Lithuania’s ethnic Russians exhibit the conventional features of an ethnic group less than others: They identify less strongly with categories such as territory, co-ethnics in the country, and co-believers. During the last two decades, there is a tendency of religious revival, and it was considered that the Christian Orthodoxy could become the unifying factor for the Russian community, but for different reasons, such expectation did not come true, unlike in the pre-WWII Lithuania.

The worsened social status and general civic passivity among ethnic Russians in Lithuania are clear signs that there are more common problems of adaptation and integration but not an only identity crisis. The greatest contrast in comparison to the majority group is the low social and political status and low education of the Russians. It practically means that both adaptation and integration of ethnic Russians in the post-Soviet Lithuania is directly related to their social-political status.

In the Jewish case in Lithuania, two facts are crucial: 1) The Jews surveyed did not mention religious identity; and 2) The identification with the territorial aspects of the country is relatively weak. Therefore, the Jewish way of adaptation and integration is basically within the same framework as the Russian one. This similarity can be related to the experience of both Jews and Russians as migrants of the Soviet time. However, differently to the Russian case, there is a high level of professional identity among the Jews that is probably in direct connection with their higher level of education.

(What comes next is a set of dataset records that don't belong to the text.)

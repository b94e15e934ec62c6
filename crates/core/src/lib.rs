//! `critica-core`: domain foundation building blocks.
//!
//! Pure types shared by every other crate (no infrastructure concerns).

pub mod entity;
pub mod error;
pub mod id;
pub mod value_object;

pub use entity::Entity;
pub use error::{DomainError, DomainResult};
pub use id::AccountId;
pub use value_object::ValueObject;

People march during a Polish minority protest about the autonomy of their schools in Vilnius
People march during a Polish minority protest about the autonomy of their schools in Vilnius March 17, 2012

Ethnic (Muslim) Tatars (like the Jews) are relatively more active in their ethnic organizations. Nevertheless, their attitudes are not always the same as it depends on the living region. For instance, the Tatars living in Vilnius, who are more often the descendants of a historical diaspora, exhibit a higher level of assimilationist attitude to the Lithuanian society.

Poles, probably because of the historical reasons, experienced smaller obstacles in their adaptation and integration as there are no feelings among them of some backing of their ethnic group compared with the Lithuanian majority (it can be only vice versa).[7] Strong identification with its own ethnic living area can be a proof of the strong consolidation of the Polish ethnic minority in Lithuania which has a strong religious (the Roman Catholic) identity, but give not so high importance to education and instead rather emphasizing their social background and links with co-ethnics especially concerning the finding a prosperous job position. The ethnic Poles have the highest rate of ethnic Lithuanians among the relatives – the fact which is very contradicting a wrong opinion about the strong segregation of the ethnic Poles from the rest of society. However, on the other hand, the Poles who considered themselves to be a typical representative of the ethnic group are the real social separatists.

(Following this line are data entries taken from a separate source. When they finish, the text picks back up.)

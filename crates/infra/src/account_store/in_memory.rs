use std::collections::HashMap;
use std::sync::{RwLock, RwLockReadGuard, RwLockWriteGuard};

use async_trait::async_trait;
use chrono::{DateTime, Utc};

use critica_auth::{Account, Email, NewAccount, PendingConfirmation, ProfileChanges, Username};
use critica_core::AccountId;

use super::{AccountStore, SignupMatch, StoreError, check_rename, classify_signup};

/// In-memory account directory for tests/dev.
///
/// Every mutating call runs inside one write-lock critical section, which gives
/// the same per-account atomicity a row update gives in Postgres.
#[derive(Debug, Default)]
pub struct InMemoryAccountStore {
    inner: RwLock<HashMap<AccountId, Account>>,
}

impl InMemoryAccountStore {
    pub fn new() -> Self {
        Self::default()
    }

    fn read(&self) -> Result<RwLockReadGuard<'_, HashMap<AccountId, Account>>, StoreError> {
        self.inner
            .read()
            .map_err(|_| StoreError::Backend("account store lock poisoned".into()))
    }

    fn write(&self) -> Result<RwLockWriteGuard<'_, HashMap<AccountId, Account>>, StoreError> {
        self.inner
            .write()
            .map_err(|_| StoreError::Backend("account store lock poisoned".into()))
    }
}

fn by_username<'a>(map: &'a HashMap<AccountId, Account>, username: &Username) -> Option<&'a Account> {
    map.values().find(|a| &a.username == username)
}

fn by_email<'a>(map: &'a HashMap<AccountId, Account>, email: &Email) -> Option<&'a Account> {
    map.values().find(|a| &a.email == email)
}

#[async_trait]
impl AccountStore for InMemoryAccountStore {
    async fn find_by_id(&self, id: AccountId) -> Result<Option<Account>, StoreError> {
        Ok(self.read()?.get(&id).cloned())
    }

    async fn find_by_username(&self, username: &Username) -> Result<Option<Account>, StoreError> {
        let map = self.read()?;
        Ok(by_username(&map, username).cloned())
    }

    async fn find_by_username_and_email(
        &self,
        username: &Username,
        email: &Email,
    ) -> Result<Option<Account>, StoreError> {
        let map = self.read()?;
        Ok(by_username(&map, username)
            .filter(|a| &a.email == email)
            .cloned())
    }

    async fn create_or_fetch(&self, new: NewAccount, now: DateTime<Utc>) -> Result<Account, StoreError> {
        let mut map = self.write()?;

        match classify_signup(by_username(&map, &new.username), by_email(&map, &new.email)) {
            SignupMatch::Existing(account) => Ok(account),
            SignupMatch::Conflict(msg) => Err(StoreError::Conflict(msg)),
            SignupMatch::Fresh => {
                let account = Account::create(new, now);
                map.insert(account.id, account.clone());
                Ok(account)
            }
        }
    }

    async fn rotate_confirmation(
        &self,
        id: AccountId,
        pending: PendingConfirmation,
    ) -> Result<Account, StoreError> {
        let mut map = self.write()?;
        let account = map.get_mut(&id).ok_or(StoreError::NotFound)?;
        account.confirmation = Some(pending);
        Ok(account.clone())
    }

    async fn insert(&self, new: NewAccount, now: DateTime<Utc>) -> Result<Account, StoreError> {
        let mut map = self.write()?;
        if by_username(&map, &new.username).is_some() {
            return Err(StoreError::Conflict("username is already taken".into()));
        }
        if by_email(&map, &new.email).is_some() {
            return Err(StoreError::Conflict("email is already registered".into()));
        }
        let account = Account::create(new, now);
        map.insert(account.id, account.clone());
        Ok(account)
    }

    async fn list(&self) -> Result<Vec<Account>, StoreError> {
        let mut accounts: Vec<Account> = self.read()?.values().cloned().collect();
        accounts.sort_by(|a, b| a.username.as_str().cmp(b.username.as_str()));
        Ok(accounts)
    }

    async fn update_profile(&self, id: AccountId, changes: ProfileChanges) -> Result<Account, StoreError> {
        let mut map = self.write()?;
        check_rename(id, &changes, map.values())?;

        let account = map.get_mut(&id).ok_or(StoreError::NotFound)?;
        changes.apply_to(account);
        Ok(account.clone())
    }

    async fn delete(&self, username: &Username) -> Result<(), StoreError> {
        let mut map = self.write()?;
        let id = by_username(&map, username).map(|a| a.id).ok_or(StoreError::NotFound)?;
        map.remove(&id);
        Ok(())
    }
}

// ─────────────────────────────────────────────────────────────────────────────
// Tests
// ─────────────────────────────────────────────────────────────────────────────

#[cfg(test)]
mod tests {
    use std::sync::Arc;

    use super::*;
    use critica_auth::Role;

    fn signup(username: &str, email: &str) -> NewAccount {
        NewAccount::signup(Username::parse(username).unwrap(), Email::parse(email).unwrap())
    }

    #[tokio::test]
    async fn lookups_by_username() {
        let store = InMemoryAccountStore::new();
        let alice = store.insert(signup("alice", "a@x.com"), Utc::now()).await.unwrap();

        let found = store.find_by_username(&alice.username).await.unwrap();
        assert_eq!(found.map(|a| a.id), Some(alice.id));

        let missing = Username::parse("nobody").unwrap();
        assert_eq!(store.find_by_username(&missing).await.unwrap(), None);

        let wrong_email = Email::parse("other@x.com").unwrap();
        assert_eq!(
            store
                .find_by_username_and_email(&alice.username, &wrong_email)
                .await
                .unwrap(),
            None
        );
    }

    #[tokio::test]
    async fn create_or_fetch_is_idempotent_on_the_pair() {
        let store = InMemoryAccountStore::new();
        let now = Utc::now();

        let first = store.create_or_fetch(signup("alice", "a@x.com"), now).await.unwrap();
        let second = store.create_or_fetch(signup("alice", "a@x.com"), now).await.unwrap();

        assert_eq!(first.id, second.id);
        assert_eq!(store.list().await.unwrap().len(), 1);
    }

    #[tokio::test]
    async fn mismatched_counterpart_is_a_conflict_and_mutates_nothing() {
        let store = InMemoryAccountStore::new();
        let now = Utc::now();
        store.create_or_fetch(signup("alice", "a@x.com"), now).await.unwrap();
        store.create_or_fetch(signup("bob", "b@x.com"), now).await.unwrap();
        let before = store.list().await.unwrap();

        for (u, e) in [("alice", "other@x.com"), ("carol", "a@x.com"), ("alice", "b@x.com")] {
            let err = store.create_or_fetch(signup(u, e), now).await.unwrap_err();
            assert!(matches!(err, StoreError::Conflict(_)), "{u}/{e}");
        }

        assert_eq!(store.list().await.unwrap(), before);
    }

    #[tokio::test]
    async fn rotation_overwrites_the_single_pending_secret() {
        let store = InMemoryAccountStore::new();
        let now = Utc::now();
        let account = store.create_or_fetch(signup("alice", "a@x.com"), now).await.unwrap();

        let first = PendingConfirmation::mint(now);
        let second = PendingConfirmation::mint(now);
        store.rotate_confirmation(account.id, first).await.unwrap();
        store.rotate_confirmation(account.id, second.clone()).await.unwrap();

        let stored = store
            .find_by_username(&account.username)
            .await
            .unwrap()
            .unwrap();
        assert_eq!(stored.confirmation, Some(second));
    }

    #[tokio::test]
    async fn concurrent_signups_for_one_pair_create_one_account() {
        let store = Arc::new(InMemoryAccountStore::new());
        let now = Utc::now();

        let mut handles = Vec::new();
        for _ in 0..16 {
            let store = store.clone();
            handles.push(tokio::spawn(async move {
                store.create_or_fetch(signup("dana", "d@x.com"), now).await
            }));
        }
        let mut ids = Vec::new();
        for h in handles {
            ids.push(h.await.unwrap().unwrap().id);
        }

        ids.dedup();
        assert_eq!(ids.len(), 1);
        assert_eq!(store.list().await.unwrap().len(), 1);
    }

    #[tokio::test]
    async fn renames_stay_unique() {
        let store = InMemoryAccountStore::new();
        let now = Utc::now();
        let alice = store.create_or_fetch(signup("alice", "a@x.com"), now).await.unwrap();
        store.create_or_fetch(signup("bob", "b@x.com"), now).await.unwrap();

        let clash = ProfileChanges {
            username: Some(Username::parse("bob").unwrap()),
            ..Default::default()
        };
        assert!(matches!(
            store.update_profile(alice.id, clash).await,
            Err(StoreError::Conflict(_))
        ));

        let promote = ProfileChanges {
            role: Some(Role::Moderator),
            ..Default::default()
        };
        let updated = store.update_profile(alice.id, promote).await.unwrap();
        assert_eq!(updated.role, Role::Moderator);
    }

    #[tokio::test]
    async fn delete_removes_by_username() {
        let store = InMemoryAccountStore::new();
        let alice = store
            .insert(signup("alice", "a@x.com"), Utc::now())
            .await
            .unwrap();

        store.delete(&alice.username).await.unwrap();
        assert_eq!(store.find_by_id(alice.id).await.unwrap(), None);
        assert_eq!(store.delete(&alice.username).await, Err(StoreError::NotFound));
    }
}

In general, the crucial differences between larger ethnic groups in Lithuania versus historical diasporas are noticeable in the strength of ethnic ties with other group members. The ethnic Russians still experience an identity crisis and are likely to become a minority from a sociological viewpoint. The Poles tend to have the most similar attitudes to those of ethnic Lithuanians and, therefore, the Poles can be the most successfully integrated ethnic group.

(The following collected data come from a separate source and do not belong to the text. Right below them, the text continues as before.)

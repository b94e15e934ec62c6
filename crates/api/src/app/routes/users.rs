use std::sync::Arc;

use axum::{
    extract::{rejection::JsonRejection, Extension, Path},
    http::{Method, StatusCode},
    response::IntoResponse,
    routing::get,
    Json, Router,
};
use chrono::Utc;

use critica_auth::{AccountProfile, AuthzError, Identity, Principal, Target, Username};

use crate::app::services::AppServices;
use crate::app::{dto, errors};
use crate::authz;

pub fn router() -> Router {
    Router::new()
        .route("/", get(list_users).post(create_user))
        .route("/me", get(get_me).patch(update_me))
        .route(
            "/:username",
            get(get_user).patch(update_user).delete(delete_user),
        )
}

fn own_principal<'a>(identity: &'a Identity, method: &Method) -> Result<&'a Principal, axum::response::Response> {
    authz::guard(identity, method, Target::OwnProfile)?;
    identity
        .principal()
        .ok_or_else(|| authz::authz_error_to_response(AuthzError::Unauthenticated))
}

/// Path usernames that cannot exist are simply not found.
fn path_username(raw: &str) -> Result<Username, axum::response::Response> {
    Username::parse(raw).map_err(|_| errors::json_error(StatusCode::NOT_FOUND, "not_found", "account not found"))
}

fn profiles(accounts: Vec<critica_auth::Account>) -> Vec<AccountProfile> {
    accounts.iter().map(|a| a.profile()).collect()
}

// ─────────────────────────────────────────────────────────────────────────────
// Self service
// ─────────────────────────────────────────────────────────────────────────────

/// GET /users/me - The caller's own profile
pub async fn get_me(
    Extension(services): Extension<Arc<AppServices>>,
    Extension(identity): Extension<Identity>,
    method: Method,
) -> axum::response::Response {
    let principal = match own_principal(&identity, &method) {
        Ok(p) => p,
        Err(resp) => return resp,
    };

    match services.accounts.find_by_id(principal.account_id).await {
        Ok(Some(account)) => Json(account.profile()).into_response(),
        Ok(None) => errors::json_error(StatusCode::NOT_FOUND, "not_found", "account not found"),
        Err(e) => errors::store_error_to_response(e),
    }
}

/// PATCH /users/me - Update the caller's profile; `role` is read-only here
pub async fn update_me(
    Extension(services): Extension<Arc<AppServices>>,
    Extension(identity): Extension<Identity>,
    method: Method,
    payload: Result<Json<dto::OwnProfileUpdate>, JsonRejection>,
) -> axum::response::Response {
    let principal = match own_principal(&identity, &method) {
        Ok(p) => p,
        Err(resp) => return resp,
    };
    let Json(body) = match payload {
        Ok(p) => p,
        Err(e) => return errors::json_rejection_to_response(e),
    };

    let changes = match body.into_changes() {
        Ok(c) => c.self_service(),
        Err(e) => return errors::domain_error_to_response(e),
    };

    match services
        .accounts
        .update_profile(principal.account_id, changes)
        .await
    {
        Ok(account) => Json(account.profile()).into_response(),
        Err(e) => errors::store_error_to_response(e),
    }
}

// ─────────────────────────────────────────────────────────────────────────────
// Administration
// ─────────────────────────────────────────────────────────────────────────────

/// GET /users - List all accounts (admin)
pub async fn list_users(
    Extension(services): Extension<Arc<AppServices>>,
    Extension(identity): Extension<Identity>,
    method: Method,
) -> axum::response::Response {
    if let Err(resp) = authz::guard(&identity, &method, Target::Users) {
        return resp;
    }

    match services.accounts.list().await {
        Ok(accounts) => Json(profiles(accounts)).into_response(),
        Err(e) => errors::store_error_to_response(e),
    }
}

/// POST /users - Create an account with an explicit role (admin)
pub async fn create_user(
    Extension(services): Extension<Arc<AppServices>>,
    Extension(identity): Extension<Identity>,
    method: Method,
    payload: Result<Json<dto::CreateUserRequest>, JsonRejection>,
) -> axum::response::Response {
    if let Err(resp) = authz::guard(&identity, &method, Target::Users) {
        return resp;
    }
    let Json(body) = match payload {
        Ok(p) => p,
        Err(e) => return errors::json_rejection_to_response(e),
    };

    let new = match body.into_new_account() {
        Ok(n) => n,
        Err(e) => return errors::domain_error_to_response(e),
    };

    match services.accounts.insert(new, Utc::now()).await {
        Ok(account) => (StatusCode::CREATED, Json(account.profile())).into_response(),
        Err(e) => errors::store_error_to_response(e),
    }
}

/// GET /users/{username} - One account (admin)
pub async fn get_user(
    Extension(services): Extension<Arc<AppServices>>,
    Extension(identity): Extension<Identity>,
    method: Method,
    Path(username): Path<String>,
) -> axum::response::Response {
    if let Err(resp) = authz::guard(&identity, &method, Target::Users) {
        return resp;
    }
    let username = match path_username(&username) {
        Ok(u) => u,
        Err(resp) => return resp,
    };

    match services.accounts.find_by_username(&username).await {
        Ok(Some(account)) => Json(account.profile()).into_response(),
        Ok(None) => errors::json_error(StatusCode::NOT_FOUND, "not_found", "account not found"),
        Err(e) => errors::store_error_to_response(e),
    }
}

/// PATCH /users/{username} - Update any field, role included (admin)
pub async fn update_user(
    Extension(services): Extension<Arc<AppServices>>,
    Extension(identity): Extension<Identity>,
    method: Method,
    Path(username): Path<String>,
    payload: Result<Json<dto::ProfileUpdateRequest>, JsonRejection>,
) -> axum::response::Response {
    if let Err(resp) = authz::guard(&identity, &method, Target::Users) {
        return resp;
    }
    let username = match path_username(&username) {
        Ok(u) => u,
        Err(resp) => return resp,
    };
    let Json(body) = match payload {
        Ok(p) => p,
        Err(e) => return errors::json_rejection_to_response(e),
    };
    let changes = match body.into_changes() {
        Ok(c) => c,
        Err(e) => return errors::domain_error_to_response(e),
    };

    let account = match services.accounts.find_by_username(&username).await {
        Ok(Some(a)) => a,
        Ok(None) => return errors::json_error(StatusCode::NOT_FOUND, "not_found", "account not found"),
        Err(e) => return errors::store_error_to_response(e),
    };

    match services.accounts.update_profile(account.id, changes).await {
        Ok(account) => Json(account.profile()).into_response(),
        Err(e) => errors::store_error_to_response(e),
    }
}

/// DELETE /users/{username} - Remove an account and everything it authored (admin)
pub async fn delete_user(
    Extension(services): Extension<Arc<AppServices>>,
    Extension(identity): Extension<Identity>,
    method: Method,
    Path(username): Path<String>,
) -> axum::response::Response {
    if let Err(resp) = authz::guard(&identity, &method, Target::Users) {
        return resp;
    }
    let username = match path_username(&username) {
        Ok(u) => u,
        Err(resp) => return resp,
    };

    let account = match services.accounts.find_by_username(&username).await {
        Ok(Some(a)) => a,
        Ok(None) => return errors::json_error(StatusCode::NOT_FOUND, "not_found", "account not found"),
        Err(e) => return errors::store_error_to_response(e),
    };
    if let Err(e) = services.accounts.delete(&username).await {
        return errors::store_error_to_response(e);
    }

    // Reviews and comments go with their author.
    match services.catalog.purge_author(account.id) {
        Ok(purged) => {
            tracing::info!(username = %username, purged, "account deleted");
            StatusCode::NO_CONTENT.into_response()
        }
        Err(e) => errors::catalog_error_to_response(e),
    }
}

This article tried to present some basic areas of life, which are most important when it comes to minority issues. Language is one of the most powerful identity-building tools. The right to use it in everyday life, but also in media, and the public sphere is the most important thing for a national minority to preserve its’ identity and customs. The law of the Republic of Lithuania gives linguistic rights for minorities existing on its’ territory and the possibility to learn at school in mother-language in different ways. The minorities have also the right to create organizations based on nationality and to be represented in the governmental authorities.

According to the legal documents and law, Lithuania is a country that fully respects the rights of people from different ethnic groups. The legal framework is politically correct and at the main points adjusted to international conventions. However, the deeper insight into the real situation shows some controversies and problems, when it comes to the issue of minorities in Lithuania. With every issue that I wrote about, I tried to present not only the legal framework but also some problems with putting it into practice. The example of using bilingual names of places was one of the most glaring. It shows that the existence of the law is not enough to make it works, especially when other, contradictory law is treated as a superior (an example of the collision between the Law on National Language and the Law on Ethnic Minorities). The realization of legal rights is also obstructed by some stereotypes, historical animosities, and lack of trust and tolerance towards groups of other nationalities.

There are still many problems, which were even not presented in the article. Some opinion of the Polish minority leaders shows a lack of satisfaction with a present situation concerning the position and protection of the Poles in Lithuania. This article, for example, did not even deal with controversies like land reprivatization, which is also an important issue in majority-minority relations and can be called as the battlefield relations. Because of a special position of minority members in the social structure, these groups meet also problems connected with their social status. It can be the result of factors like place of living (the Polish minority lives mainly in the villages) or a level of education (Romani minority).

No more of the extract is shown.